### [Work instructions]
Below are several entries. Transcribe exactly those lines that fall from the one with "width covered by the nominal map size." through the one with "let local = pos - self.anchor;", end lines included.

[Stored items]
============

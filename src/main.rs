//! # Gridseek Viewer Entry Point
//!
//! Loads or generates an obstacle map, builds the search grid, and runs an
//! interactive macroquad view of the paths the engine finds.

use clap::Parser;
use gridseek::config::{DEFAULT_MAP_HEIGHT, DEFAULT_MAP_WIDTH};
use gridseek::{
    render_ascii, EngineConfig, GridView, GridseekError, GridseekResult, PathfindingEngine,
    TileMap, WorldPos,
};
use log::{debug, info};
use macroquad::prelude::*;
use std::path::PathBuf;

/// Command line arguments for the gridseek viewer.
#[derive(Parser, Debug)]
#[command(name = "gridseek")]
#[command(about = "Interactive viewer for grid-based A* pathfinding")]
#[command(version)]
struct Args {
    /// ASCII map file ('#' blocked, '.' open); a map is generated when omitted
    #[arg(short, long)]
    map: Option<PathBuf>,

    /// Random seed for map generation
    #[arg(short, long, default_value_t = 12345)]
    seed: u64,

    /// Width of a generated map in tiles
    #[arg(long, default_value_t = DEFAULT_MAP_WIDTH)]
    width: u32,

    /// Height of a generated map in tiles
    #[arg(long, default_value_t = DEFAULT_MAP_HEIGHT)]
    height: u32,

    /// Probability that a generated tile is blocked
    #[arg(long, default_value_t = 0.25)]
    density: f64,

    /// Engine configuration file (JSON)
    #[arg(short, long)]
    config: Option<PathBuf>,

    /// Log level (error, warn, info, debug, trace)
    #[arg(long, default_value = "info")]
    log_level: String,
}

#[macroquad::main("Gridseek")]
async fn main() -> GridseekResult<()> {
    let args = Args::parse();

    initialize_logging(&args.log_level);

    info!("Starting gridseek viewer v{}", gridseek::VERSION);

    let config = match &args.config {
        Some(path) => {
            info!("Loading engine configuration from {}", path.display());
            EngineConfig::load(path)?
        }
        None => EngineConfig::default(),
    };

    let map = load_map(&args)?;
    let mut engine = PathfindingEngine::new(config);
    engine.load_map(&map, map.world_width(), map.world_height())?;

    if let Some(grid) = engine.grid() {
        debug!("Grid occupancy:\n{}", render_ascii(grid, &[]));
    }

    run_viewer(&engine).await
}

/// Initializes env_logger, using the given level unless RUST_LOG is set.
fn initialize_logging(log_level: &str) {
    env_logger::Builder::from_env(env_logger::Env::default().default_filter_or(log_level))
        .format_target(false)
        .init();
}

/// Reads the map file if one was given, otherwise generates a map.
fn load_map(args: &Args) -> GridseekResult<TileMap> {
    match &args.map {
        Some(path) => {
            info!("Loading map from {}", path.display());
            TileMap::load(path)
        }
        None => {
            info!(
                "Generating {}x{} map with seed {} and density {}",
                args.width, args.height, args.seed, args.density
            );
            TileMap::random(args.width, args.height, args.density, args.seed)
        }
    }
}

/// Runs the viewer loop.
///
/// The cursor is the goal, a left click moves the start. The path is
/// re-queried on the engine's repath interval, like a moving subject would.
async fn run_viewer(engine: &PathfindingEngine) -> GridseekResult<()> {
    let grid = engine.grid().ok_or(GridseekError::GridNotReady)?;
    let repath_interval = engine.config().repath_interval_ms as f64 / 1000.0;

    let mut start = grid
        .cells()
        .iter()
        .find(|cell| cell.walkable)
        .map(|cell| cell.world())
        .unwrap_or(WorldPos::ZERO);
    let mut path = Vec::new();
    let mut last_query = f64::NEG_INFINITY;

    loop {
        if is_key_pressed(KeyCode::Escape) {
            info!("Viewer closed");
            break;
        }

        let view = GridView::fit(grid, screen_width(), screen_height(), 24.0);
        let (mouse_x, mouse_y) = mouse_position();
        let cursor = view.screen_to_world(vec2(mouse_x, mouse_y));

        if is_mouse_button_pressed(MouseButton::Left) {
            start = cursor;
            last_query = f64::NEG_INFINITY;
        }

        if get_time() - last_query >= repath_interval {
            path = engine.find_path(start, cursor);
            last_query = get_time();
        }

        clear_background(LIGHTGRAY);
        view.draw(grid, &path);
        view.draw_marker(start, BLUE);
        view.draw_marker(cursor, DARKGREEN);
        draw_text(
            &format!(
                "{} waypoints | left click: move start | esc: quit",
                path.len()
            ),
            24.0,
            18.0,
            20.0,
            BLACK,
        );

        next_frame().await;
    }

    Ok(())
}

============

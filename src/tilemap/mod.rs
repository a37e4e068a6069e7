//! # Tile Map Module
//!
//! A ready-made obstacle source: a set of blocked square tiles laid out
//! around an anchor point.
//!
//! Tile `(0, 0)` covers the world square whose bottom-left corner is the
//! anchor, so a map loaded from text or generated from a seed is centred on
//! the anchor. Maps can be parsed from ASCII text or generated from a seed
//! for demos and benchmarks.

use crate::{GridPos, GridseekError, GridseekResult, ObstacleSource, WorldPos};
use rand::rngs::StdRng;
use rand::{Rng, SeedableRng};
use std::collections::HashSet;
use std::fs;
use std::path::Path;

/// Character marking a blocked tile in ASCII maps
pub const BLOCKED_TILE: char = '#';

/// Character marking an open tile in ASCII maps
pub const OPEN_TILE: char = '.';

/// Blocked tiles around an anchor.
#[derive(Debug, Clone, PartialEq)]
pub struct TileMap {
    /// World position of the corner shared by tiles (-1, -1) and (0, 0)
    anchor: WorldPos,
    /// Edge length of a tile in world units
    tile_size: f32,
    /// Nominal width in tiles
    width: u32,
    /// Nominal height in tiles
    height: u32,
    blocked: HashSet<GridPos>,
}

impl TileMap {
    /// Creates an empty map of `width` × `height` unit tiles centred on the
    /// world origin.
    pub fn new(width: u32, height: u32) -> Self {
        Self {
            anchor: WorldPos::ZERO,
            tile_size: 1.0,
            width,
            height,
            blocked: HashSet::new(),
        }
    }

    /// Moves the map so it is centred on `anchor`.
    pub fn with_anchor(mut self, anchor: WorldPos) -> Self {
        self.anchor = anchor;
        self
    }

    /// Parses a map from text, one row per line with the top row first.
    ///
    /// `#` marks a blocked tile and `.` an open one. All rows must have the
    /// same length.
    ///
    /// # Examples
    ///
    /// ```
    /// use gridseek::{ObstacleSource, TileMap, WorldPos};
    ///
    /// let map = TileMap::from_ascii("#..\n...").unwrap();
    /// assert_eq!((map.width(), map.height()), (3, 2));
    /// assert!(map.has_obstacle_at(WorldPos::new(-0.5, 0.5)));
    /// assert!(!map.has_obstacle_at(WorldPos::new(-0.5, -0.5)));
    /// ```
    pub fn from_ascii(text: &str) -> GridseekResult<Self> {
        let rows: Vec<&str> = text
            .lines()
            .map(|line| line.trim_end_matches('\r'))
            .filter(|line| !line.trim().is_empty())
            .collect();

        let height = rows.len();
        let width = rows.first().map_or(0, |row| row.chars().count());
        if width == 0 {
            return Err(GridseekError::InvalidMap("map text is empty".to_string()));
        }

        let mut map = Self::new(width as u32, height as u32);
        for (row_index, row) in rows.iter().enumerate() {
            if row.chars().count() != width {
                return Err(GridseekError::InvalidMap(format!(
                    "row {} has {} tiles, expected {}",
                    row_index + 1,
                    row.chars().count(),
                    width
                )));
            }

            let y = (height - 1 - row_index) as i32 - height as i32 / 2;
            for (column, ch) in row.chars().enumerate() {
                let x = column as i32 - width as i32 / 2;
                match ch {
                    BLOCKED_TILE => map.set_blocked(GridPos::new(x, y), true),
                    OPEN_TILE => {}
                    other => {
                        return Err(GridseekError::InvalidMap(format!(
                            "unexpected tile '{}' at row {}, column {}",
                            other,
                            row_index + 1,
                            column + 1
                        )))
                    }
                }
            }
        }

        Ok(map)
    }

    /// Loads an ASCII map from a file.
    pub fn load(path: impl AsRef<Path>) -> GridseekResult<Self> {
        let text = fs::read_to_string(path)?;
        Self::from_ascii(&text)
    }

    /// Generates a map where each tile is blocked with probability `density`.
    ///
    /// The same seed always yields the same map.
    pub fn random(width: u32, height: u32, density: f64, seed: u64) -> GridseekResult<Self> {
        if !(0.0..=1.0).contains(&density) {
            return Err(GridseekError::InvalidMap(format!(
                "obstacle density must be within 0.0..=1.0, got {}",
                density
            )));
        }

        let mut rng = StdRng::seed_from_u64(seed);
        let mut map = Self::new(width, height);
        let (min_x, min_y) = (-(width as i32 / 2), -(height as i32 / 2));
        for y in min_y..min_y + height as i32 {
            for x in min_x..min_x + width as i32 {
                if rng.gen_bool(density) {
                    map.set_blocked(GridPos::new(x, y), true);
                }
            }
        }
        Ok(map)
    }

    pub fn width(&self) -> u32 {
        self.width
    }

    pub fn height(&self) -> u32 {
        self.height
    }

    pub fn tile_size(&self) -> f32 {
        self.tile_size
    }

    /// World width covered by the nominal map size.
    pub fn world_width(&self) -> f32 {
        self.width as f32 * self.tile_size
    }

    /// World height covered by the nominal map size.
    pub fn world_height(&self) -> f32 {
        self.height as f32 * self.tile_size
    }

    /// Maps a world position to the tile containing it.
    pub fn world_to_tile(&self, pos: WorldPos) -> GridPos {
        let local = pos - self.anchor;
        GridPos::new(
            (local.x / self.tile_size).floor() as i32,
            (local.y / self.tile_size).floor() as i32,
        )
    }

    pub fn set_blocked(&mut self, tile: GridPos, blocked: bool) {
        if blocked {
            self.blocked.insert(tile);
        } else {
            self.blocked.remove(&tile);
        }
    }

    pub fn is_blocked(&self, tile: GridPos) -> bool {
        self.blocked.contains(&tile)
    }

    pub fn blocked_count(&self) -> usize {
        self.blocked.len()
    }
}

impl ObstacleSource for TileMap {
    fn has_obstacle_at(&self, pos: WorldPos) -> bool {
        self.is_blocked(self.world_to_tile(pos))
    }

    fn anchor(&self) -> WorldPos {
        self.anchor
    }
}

============

### [Exercise response]
    /// World width covered by the nominal map size.
    pub fn world_width(&self) -> f32 {
        self.width as f32 * self.tile_size
    }

    /// World height covered by the nominal map size.
    pub fn world_height(&self) -> f32 {
        self.height as f32 * self.tile_size
    }

    /// Maps a world position to the tile containing it.
    pub fn world_to_tile(&self, pos: WorldPos) -> GridPos {
        let local = pos - self.anchor;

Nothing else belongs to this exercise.